### Problem description
Please return every line of the records that contains the word "MaterialDraft".

### Data excerpts

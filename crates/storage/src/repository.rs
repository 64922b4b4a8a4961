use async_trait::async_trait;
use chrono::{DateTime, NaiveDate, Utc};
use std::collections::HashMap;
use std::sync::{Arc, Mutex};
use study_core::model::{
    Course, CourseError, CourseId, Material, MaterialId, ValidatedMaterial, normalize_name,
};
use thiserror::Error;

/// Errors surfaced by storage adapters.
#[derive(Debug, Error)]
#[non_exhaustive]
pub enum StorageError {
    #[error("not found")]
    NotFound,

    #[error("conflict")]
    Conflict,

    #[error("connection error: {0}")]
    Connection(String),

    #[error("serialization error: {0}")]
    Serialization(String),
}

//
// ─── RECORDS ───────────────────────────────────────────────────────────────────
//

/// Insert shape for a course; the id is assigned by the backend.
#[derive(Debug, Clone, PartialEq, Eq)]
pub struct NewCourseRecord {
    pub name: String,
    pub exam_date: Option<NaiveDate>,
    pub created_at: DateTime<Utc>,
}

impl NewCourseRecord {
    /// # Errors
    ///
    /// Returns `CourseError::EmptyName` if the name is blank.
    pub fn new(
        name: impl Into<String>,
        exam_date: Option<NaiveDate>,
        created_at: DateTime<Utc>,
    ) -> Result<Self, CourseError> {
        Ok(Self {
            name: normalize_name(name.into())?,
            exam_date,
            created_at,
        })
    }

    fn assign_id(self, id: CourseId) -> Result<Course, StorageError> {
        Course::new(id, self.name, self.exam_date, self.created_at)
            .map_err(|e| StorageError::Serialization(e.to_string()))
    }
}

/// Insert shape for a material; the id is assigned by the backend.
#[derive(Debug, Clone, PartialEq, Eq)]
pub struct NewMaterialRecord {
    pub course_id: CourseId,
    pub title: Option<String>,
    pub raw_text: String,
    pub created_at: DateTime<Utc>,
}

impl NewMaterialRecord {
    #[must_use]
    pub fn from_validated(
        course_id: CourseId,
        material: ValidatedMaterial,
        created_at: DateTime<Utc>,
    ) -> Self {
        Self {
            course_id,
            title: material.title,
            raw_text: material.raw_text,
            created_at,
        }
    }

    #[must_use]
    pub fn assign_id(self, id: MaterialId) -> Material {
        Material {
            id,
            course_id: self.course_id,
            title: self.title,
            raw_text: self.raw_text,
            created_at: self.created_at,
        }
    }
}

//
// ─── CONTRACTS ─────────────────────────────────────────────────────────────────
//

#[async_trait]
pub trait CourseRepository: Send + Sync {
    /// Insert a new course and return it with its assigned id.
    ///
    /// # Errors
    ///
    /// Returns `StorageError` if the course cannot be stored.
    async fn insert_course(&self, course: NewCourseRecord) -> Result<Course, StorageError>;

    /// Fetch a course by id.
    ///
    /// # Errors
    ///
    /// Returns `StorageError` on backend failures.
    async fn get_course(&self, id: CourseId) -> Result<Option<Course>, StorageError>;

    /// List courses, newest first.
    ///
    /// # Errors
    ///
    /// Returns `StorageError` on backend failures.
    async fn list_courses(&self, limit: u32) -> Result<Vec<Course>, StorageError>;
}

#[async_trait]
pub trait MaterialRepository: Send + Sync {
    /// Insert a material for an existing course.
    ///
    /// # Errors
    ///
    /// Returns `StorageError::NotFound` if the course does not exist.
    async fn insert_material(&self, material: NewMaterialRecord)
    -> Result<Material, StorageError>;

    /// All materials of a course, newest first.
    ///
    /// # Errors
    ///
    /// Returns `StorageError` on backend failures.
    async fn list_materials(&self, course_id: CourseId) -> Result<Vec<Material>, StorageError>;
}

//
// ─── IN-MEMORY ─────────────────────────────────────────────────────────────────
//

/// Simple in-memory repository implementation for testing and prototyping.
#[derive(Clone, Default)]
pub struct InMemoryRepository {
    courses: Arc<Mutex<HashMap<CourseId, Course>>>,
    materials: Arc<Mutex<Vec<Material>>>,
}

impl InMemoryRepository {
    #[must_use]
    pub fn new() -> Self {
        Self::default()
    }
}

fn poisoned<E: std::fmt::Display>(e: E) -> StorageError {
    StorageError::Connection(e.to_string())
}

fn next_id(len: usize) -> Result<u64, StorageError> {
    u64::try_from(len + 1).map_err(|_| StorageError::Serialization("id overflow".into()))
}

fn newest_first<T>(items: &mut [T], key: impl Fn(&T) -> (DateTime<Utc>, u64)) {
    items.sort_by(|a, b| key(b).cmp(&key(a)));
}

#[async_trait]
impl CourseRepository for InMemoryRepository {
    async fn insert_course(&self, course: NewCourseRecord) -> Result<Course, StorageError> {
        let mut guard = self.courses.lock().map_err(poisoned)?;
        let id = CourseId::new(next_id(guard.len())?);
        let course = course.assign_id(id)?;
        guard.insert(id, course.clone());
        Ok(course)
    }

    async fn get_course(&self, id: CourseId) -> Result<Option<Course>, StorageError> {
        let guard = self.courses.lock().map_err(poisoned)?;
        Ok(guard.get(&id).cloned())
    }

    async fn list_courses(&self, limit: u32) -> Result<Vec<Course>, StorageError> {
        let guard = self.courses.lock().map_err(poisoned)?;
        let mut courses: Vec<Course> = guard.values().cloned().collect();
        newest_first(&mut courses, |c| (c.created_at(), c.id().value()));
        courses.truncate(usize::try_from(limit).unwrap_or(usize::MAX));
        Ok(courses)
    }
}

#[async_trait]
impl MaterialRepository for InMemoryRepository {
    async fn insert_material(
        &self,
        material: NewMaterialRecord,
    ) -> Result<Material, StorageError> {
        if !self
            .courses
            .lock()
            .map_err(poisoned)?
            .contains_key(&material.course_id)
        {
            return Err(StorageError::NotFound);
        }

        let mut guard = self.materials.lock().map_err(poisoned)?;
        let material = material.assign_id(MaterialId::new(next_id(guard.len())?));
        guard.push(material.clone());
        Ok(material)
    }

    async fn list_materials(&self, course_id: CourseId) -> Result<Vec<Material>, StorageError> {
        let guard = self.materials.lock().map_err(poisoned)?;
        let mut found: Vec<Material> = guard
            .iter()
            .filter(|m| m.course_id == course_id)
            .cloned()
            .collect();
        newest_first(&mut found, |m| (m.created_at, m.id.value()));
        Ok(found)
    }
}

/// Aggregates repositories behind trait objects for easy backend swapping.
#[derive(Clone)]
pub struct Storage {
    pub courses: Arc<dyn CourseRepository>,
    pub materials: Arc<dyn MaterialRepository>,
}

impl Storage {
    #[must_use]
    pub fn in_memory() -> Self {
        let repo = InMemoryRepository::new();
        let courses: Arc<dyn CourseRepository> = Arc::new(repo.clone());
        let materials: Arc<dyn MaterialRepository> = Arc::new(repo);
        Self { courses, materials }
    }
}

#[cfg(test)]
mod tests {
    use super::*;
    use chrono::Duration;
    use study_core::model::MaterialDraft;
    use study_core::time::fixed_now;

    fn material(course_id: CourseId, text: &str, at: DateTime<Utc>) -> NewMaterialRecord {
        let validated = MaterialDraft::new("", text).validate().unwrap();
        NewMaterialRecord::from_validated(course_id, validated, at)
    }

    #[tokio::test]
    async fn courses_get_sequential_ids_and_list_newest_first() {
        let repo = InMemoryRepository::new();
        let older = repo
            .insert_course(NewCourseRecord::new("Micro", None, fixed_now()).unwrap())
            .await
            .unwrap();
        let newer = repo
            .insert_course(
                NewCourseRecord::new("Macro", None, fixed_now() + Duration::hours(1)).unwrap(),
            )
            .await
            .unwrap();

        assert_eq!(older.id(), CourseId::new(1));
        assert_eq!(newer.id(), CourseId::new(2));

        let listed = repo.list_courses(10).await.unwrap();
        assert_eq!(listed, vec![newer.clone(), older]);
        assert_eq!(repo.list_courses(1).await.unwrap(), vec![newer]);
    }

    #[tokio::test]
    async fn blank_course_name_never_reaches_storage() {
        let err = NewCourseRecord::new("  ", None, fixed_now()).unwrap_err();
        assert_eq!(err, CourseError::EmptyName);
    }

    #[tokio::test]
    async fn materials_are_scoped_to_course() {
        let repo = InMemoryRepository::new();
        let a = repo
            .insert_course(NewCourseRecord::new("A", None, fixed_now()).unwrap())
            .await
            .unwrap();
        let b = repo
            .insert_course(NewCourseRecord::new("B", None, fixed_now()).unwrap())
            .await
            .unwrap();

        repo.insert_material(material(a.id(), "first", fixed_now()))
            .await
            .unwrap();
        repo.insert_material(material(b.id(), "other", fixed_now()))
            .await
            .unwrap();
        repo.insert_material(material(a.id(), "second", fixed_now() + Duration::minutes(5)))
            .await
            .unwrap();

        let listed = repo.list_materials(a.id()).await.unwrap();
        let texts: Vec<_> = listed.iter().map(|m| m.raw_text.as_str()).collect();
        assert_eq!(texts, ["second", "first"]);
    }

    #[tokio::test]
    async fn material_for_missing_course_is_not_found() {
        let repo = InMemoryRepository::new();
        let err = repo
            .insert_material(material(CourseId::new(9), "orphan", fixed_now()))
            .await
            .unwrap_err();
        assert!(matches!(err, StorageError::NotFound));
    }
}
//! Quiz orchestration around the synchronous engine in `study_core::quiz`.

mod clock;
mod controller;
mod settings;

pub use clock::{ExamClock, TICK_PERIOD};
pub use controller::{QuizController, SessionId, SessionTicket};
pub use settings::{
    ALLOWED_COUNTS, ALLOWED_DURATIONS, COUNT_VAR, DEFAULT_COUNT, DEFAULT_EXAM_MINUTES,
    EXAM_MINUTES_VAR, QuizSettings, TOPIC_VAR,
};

### Exercise solution
    use study_core::model::MaterialDraft;
        let validated = MaterialDraft::new("", text).validate().unwrap();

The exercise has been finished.